RECORDS FOR PROCESSING -
◆ ◆ ◆ ◆
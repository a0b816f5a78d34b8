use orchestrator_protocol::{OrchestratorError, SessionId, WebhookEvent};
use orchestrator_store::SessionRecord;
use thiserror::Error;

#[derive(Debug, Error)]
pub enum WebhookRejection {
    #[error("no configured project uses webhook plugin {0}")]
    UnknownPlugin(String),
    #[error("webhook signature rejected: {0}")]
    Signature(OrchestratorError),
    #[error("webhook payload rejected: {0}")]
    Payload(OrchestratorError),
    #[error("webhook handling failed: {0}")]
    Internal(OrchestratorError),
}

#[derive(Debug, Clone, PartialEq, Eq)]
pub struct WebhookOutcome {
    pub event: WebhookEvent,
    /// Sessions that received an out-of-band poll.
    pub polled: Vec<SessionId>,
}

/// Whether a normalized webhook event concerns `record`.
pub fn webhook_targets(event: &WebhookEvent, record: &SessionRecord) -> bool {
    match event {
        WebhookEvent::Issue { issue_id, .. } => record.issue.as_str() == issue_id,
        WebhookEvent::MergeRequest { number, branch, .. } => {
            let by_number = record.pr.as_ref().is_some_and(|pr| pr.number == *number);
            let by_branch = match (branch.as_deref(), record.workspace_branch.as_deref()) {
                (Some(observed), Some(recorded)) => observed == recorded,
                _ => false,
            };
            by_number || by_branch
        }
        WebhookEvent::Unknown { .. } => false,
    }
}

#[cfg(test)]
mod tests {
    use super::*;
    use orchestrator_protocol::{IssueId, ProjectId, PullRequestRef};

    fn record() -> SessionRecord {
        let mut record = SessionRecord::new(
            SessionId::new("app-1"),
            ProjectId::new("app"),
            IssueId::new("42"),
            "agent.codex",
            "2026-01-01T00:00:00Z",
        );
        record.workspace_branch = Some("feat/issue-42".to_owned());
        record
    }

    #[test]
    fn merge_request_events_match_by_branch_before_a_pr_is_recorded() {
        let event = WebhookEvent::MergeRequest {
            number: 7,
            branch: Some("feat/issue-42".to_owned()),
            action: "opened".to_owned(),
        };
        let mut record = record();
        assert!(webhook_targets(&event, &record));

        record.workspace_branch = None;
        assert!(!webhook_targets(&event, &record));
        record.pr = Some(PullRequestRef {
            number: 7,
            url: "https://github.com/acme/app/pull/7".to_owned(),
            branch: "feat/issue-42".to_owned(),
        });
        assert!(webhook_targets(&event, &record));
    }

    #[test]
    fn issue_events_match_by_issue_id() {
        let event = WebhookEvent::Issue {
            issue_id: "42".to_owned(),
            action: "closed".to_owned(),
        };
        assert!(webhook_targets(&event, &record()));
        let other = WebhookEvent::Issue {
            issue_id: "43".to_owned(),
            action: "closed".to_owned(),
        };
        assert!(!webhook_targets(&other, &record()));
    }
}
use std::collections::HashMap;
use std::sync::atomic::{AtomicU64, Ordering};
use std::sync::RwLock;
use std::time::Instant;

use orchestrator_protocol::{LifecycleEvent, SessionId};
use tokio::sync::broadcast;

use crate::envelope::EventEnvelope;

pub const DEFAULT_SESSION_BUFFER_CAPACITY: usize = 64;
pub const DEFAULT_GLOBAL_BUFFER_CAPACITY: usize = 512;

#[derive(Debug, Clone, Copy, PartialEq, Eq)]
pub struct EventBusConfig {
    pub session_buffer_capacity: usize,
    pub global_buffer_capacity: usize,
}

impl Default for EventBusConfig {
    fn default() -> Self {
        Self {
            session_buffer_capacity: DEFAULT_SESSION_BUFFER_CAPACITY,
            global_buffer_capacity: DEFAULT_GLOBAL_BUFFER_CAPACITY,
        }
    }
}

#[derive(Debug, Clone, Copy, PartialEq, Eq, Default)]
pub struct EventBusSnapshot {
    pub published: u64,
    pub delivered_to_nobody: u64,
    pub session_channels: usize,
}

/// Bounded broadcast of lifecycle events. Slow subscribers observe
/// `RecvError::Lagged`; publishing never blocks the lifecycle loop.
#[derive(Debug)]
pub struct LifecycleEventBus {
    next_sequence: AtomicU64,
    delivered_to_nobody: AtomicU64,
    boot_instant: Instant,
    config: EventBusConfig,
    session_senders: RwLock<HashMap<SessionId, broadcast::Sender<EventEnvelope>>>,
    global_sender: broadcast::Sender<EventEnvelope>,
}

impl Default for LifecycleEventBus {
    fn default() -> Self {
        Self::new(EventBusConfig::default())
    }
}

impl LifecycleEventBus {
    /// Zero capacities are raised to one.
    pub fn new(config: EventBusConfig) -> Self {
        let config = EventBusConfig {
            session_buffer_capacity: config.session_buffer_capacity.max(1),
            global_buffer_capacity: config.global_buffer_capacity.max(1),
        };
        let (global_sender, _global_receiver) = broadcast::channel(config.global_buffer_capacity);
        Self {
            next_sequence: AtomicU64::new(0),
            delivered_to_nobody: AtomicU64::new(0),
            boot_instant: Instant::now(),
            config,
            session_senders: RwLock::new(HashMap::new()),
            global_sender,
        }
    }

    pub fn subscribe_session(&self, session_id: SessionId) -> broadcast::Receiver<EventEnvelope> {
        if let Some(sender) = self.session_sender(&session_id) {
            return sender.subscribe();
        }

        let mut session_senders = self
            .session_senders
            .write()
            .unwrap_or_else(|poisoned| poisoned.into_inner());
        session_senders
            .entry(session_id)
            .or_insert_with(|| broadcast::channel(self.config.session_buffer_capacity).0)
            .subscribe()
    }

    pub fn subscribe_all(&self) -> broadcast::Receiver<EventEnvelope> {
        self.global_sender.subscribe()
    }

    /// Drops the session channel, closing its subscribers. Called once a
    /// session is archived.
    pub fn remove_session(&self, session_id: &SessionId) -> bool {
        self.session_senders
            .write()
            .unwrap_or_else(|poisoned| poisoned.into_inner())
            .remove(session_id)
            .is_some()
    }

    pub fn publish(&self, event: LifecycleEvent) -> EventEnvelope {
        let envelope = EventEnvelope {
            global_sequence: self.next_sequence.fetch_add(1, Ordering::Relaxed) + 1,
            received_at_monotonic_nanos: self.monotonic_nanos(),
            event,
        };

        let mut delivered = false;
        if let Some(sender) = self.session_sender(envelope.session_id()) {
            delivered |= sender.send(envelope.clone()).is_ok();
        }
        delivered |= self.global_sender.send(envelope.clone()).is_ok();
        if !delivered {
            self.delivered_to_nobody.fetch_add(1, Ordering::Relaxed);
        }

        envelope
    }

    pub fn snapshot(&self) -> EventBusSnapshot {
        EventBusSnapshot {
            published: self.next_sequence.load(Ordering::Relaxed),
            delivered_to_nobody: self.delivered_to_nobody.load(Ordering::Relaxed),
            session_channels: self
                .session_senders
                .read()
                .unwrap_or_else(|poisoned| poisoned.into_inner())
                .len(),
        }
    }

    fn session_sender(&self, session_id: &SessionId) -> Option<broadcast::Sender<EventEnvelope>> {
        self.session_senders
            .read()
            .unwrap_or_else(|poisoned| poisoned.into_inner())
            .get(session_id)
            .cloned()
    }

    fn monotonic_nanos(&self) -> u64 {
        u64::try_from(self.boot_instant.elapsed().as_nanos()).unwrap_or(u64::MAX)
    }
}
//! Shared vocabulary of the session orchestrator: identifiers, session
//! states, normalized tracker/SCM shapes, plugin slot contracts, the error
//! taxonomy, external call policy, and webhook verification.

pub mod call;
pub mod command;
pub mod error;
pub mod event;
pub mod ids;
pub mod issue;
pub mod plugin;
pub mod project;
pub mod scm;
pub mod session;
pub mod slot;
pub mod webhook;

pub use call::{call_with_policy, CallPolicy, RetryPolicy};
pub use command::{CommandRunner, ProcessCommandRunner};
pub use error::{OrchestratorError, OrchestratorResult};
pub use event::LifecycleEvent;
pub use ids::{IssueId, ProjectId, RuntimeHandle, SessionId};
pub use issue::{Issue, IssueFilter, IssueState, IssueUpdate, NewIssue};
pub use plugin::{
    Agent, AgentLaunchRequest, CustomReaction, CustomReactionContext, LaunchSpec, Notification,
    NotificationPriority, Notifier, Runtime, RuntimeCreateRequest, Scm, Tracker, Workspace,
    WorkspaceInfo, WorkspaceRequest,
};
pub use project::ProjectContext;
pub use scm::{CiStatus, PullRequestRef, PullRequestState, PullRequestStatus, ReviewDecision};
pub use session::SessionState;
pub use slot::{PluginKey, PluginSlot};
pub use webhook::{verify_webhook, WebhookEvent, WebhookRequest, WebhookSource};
◆ ◆ ◆ ◆
PROBLEM DESCRIPTION - Take from the material every line that holds "usize".

OUTPUT -
pub const DEFAULT_SESSION_BUFFER_CAPACITY: usize = 64;
pub const DEFAULT_GLOBAL_BUFFER_CAPACITY: usize = 512;
    pub session_buffer_capacity: usize,
    pub global_buffer_capacity: usize,
    pub session_channels: usize,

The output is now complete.